A new discovery, by Scientists at Washington University School of Medicine in St. Louis and the University of Pennsylvaniam may help explain the surprisingly strong connections between sleep problems and neurodegenerative conditions such as Alzheimer's disease.
The researchers found evidence that disabling a circadian clock gene that controls the daily rhythms of many bodily processes blocks a part of the brain's housekeeping cycle that neutralizes dangerous chemicals known as free radicals.
"Normally in the hours leading up to midday, the brain increases its production of certain antioxidant enzymes, which help clean up free radicals. When clock genes are disabled, though, this surge no longer occurs, and the free radicals may linger in the brain and cause more damage," first author Erik Musiek, assistant professor of neurology at the School of Medicine, said.
Musiek studied mice lacking a master clock gene called Bmal1. Without this gene, activities that normally occur at particular times of day are disrupted.
In the new study, Musiek found that as the mice aged, many of their brain cells became damaged and did not function normally.
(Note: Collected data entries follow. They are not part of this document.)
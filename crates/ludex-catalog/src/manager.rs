//! Catalog orchestrator
//!
//! Drives the two-phase parallel load, owns `AllSystems` and the
//! order-preserving `VisibleSystems` subsequence, applies incremental
//! metadata updates to the virtual systems, and fronts the fast search.

use crate::CatalogError;
use crate::descriptor::SystemDescriptor;
use crate::entry::{ChildMode, EntryArena, EntryId};
use crate::filter::GameFilter;
use crate::metadata::{GameMetadata, MetadataField};
use crate::populate::{DoppelgangerMap, RootPopulator};
use crate::providers::{ArcadeDatabase, LightgunDatabase};
use crate::search::{FastSearcher, SearchContext};
use crate::system::{SystemData, SystemProperties, VirtualKind};
use crate::virtuals::{self, Providers};
use ludex_store::{GameRecord, GamelistProvider, WeightStore};
use rayon::prelude::*;
use std::cmp::Reverse;
use std::collections::BTreeSet;
use std::path::{Path, PathBuf};
use tracing::{debug, info, warn};

/// One physical base directory under which systems keep their rom folders.
#[derive(Debug, Clone)]
pub struct RootSpec {
    pub base: PathBuf,
    /// Share-init template bases are read-only; their games carry the
    /// pre-installed trait.
    pub read_only: bool,
}

#[derive(Debug, Clone, Copy)]
pub struct LoadOptions {
    /// Scan the filesystem in addition to the gamelist records. Worker
    /// jobs only ever read this flag.
    pub from_disk: bool,
}

impl Default for LoadOptions {
    fn default() -> Self {
        Self { from_disk: true }
    }
}

/// Visibility and content deltas, indexed into `AllSystems`. Callers get
/// these instead of raw booleans so the UI can update incrementally.
#[derive(Debug, Clone, Copy, PartialEq, Eq)]
pub enum SystemDelta {
    Shown(usize),
    Hidden(usize),
    Updated(usize),
}

/// Frontend callbacks driven by the deltas.
pub trait CatalogObserver {
    fn show_system(&mut self, _index: usize, _system: &SystemData) {}
    fn hide_system(&mut self, _index: usize, _system: &SystemData) {}
    fn update_system(&mut self, _index: usize, _system: &SystemData) {}
    fn select_system(&mut self, _index: usize, _system: &SystemData) {}
}

/// Result of one phase-1 worker job, built on a private arena and merged
/// single-threaded after the pool joins.
struct PopulatedSystem {
    descriptor: SystemDescriptor,
    arena: EntryArena,
    roots: Vec<EntryId>,
}

pub struct SystemManager {
    arena: EntryArena,
    systems: Vec<SystemData>,
    /// Indices into `systems`; always an order-preserving subsequence.
    visible: Vec<usize>,
    searcher: FastSearcher,
    weights: WeightStore,
    gamelist: Box<dyn GamelistProvider + Send + Sync>,
    arcade: Option<Box<dyn ArcadeDatabase>>,
    lightgun: Option<Box<dyn LightgunDatabase>>,
    roots: Vec<RootSpec>,
    /// The all-games aggregation is opt-in, like the other collection
    /// toggles the frontend exposes.
    show_all_games: bool,
}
The patterns of damage were similar to those seen in Alzheimer's disease and other neurodegenerative disorders.
This led Musiek to examine the production of key antioxidant enzymes, which usually neutralize and help clear free radicals from the brain, thereby limiting damage. He found levels of several antioxidant proteins peak in the middle of the day in healthy mice. However, this surge is absent in mice lacking Bmal1. Without the surge, free radicals may remain in the brain longer, contributing to the damage Musiek observed.
The study was published in the journal of Clinical Investigation.